Durham, N.C. — Years ago, developer Alex Mitchell looked at a 167-acre tract of land along N.C. Highway 751 in southern Durham and thought he could turn it into a model for a community where people could park their cars at home and walk to the store, school or, maybe, even work.
More than four years later, however, the vision of 751 South – a development of 1,300 homes and up to 600,000 square feet of commercial and retail space – has yet to be a reality.
Mitchell and his company, Southern Durham Development, have faced years of setbacks, but he says he's not ready to give up on it.
"This plan is the epitome of smart growth," Mitchell said Tuesday. "The merits of the project are what I am fighting for."
Those in favor of 751 South have said the proposed development would bring jobs to the area, expand Durham County's tax base and allow for two new schools to be built.
Opponents, however, are worried about traffic and congestion and fear it would pollute nearby Jordan Lake and harm the rural landscape.
The Durham County Board of Commissioners approved 751 South in August 2010, but residents opposed to it filed a lawsuit, putting the development on hold.
A judge dismissed the complaint in January, allowing the project to move forward. But in February, the Durham City Council voted against extending sewer and water lines to the development.
Mitchell says the 6-0 vote was without explanation.
This summer, state legislators unsuccessfully tried to intervene with a law that would have required cities to provide water and sewer services to all property owners within their urban growth areas.
"It's been hurdle after hurdle after hurdle," Mitchell said. "A lot of folks oppose it. A lot of folks support it. It's really become sort of a poster child for growth versus non-growth."

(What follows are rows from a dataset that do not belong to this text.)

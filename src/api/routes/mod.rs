//! # API Routes Module
//!
//! Configures HTTP routes for the escrow relayer API.
//!
//! ## Routes
//!
//! * `/health` - Health check endpoint
//! * `/api/v1/requests` - Request intake and inspection
//! * `/api/v1/submit` - Submission operations
//! * `/api/v1/monitor` - Confirmation monitor operations

pub mod health;
pub mod monitor;
pub mod request;
pub mod submission;

use actix_web::web;

pub fn configure_routes(cfg: &mut web::ServiceConfig) {
    cfg.configure(health::init).service(
        web::scope("/api/v1")
            .configure(request::init)
            .configure(submission::init)
            .configure(monitor::init),
    );
}
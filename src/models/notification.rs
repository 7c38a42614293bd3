use chrono::Utc;
use serde::{Deserialize, Serialize};
use uuid::Uuid;

/// Envelope pushed to the notification sink on every status change. The
/// push transport requires no acknowledgement from the core.
#[derive(Debug, Serialize, Deserialize, Clone, PartialEq)]
pub struct WebhookNotification {
    pub id: String,
    pub event: String,
    pub payload: WebhookPayload,
    pub timestamp: String,
}

impl WebhookNotification {
    pub fn new(event: String, payload: WebhookPayload) -> Self {
        Self {
            id: Uuid::new_v4().to_string(),
            event,
            payload,
            timestamp: Utc::now().to_rfc3339(),
        }
    }
}

#[derive(Debug, Serialize, Deserialize, Clone, PartialEq)]
pub struct StatusChangePayload {
    pub request_id: String,
    pub status: String,
    pub tx_hash: Option<String>,
    pub confirmations: Option<u64>,
    pub failure_reason: Option<String>,
    pub timestamp: String,
}

#[derive(Debug, Serialize, Deserialize, Clone, PartialEq)]
#[serde(rename_all = "snake_case")]
#[serde(tag = "payload_type")]
pub enum WebhookPayload {
    StatusChange(StatusChangePayload),
}

/// Builds the status-change event emitted on submission results, monitor
/// progress updates, and terminal transitions.
pub fn produce_status_change_notification(
    request_id: &str,
    status: &str,
    tx_hash: Option<String>,
    confirmations: Option<u64>,
    failure_reason: Option<String>,
) -> WebhookNotification {
    WebhookNotification::new(
        "status_change".to_string(),
        WebhookPayload::StatusChange(StatusChangePayload {
            request_id: request_id.to_string(),
            status: status.to_string(),
            tx_hash,
            confirmations,
            failure_reason,
            timestamp: Utc::now().to_rfc3339(),
        }),
    )
}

Now, Mitchell says, Durham County is willing to provide sewer service but can't supply water.
Mitchell says he and his company are considering revising the plan and drilling wells. Ultimately, he says, he would like the city to grant the development access to its water.
"I would love to find a common ground with the city," he said. "We'd love for the city to be an integral part of this."
Durham Mayor Bill Bell says the City Council denied the request to extend utilities because Mitchell and his company were in litigation with neighbors and the county.
"Their attorney came back to us and sort of demanded that the city give them an answer on their request for water and sewer extension," Bell said. "If he insisted on an answer, we would give them an answer, and that answer was no."
Bell says developers could make a request for the city to take another look at providing water.
The city also hasn't ruled yet on a request that the development be annexed into Durham.
Bell says city staff is still researching the possibility but have determined that it would take as many as eight to 10 years for the city to begin to recover any investment for services.
He won't say whether annexation is possible.
Meanwhile, opponents say their stance hasn't changed.
"I'd like to be doing something else. I think everybody who is opposed to this would like to be doing something else, but we will fight this until the end," 21-year resident Steve Bocckino said.
The development would be built about a mile from his home.
"They’ve been very stubborn," he said. "The opponents are just as stubborn as the developers, but who knows when this will end."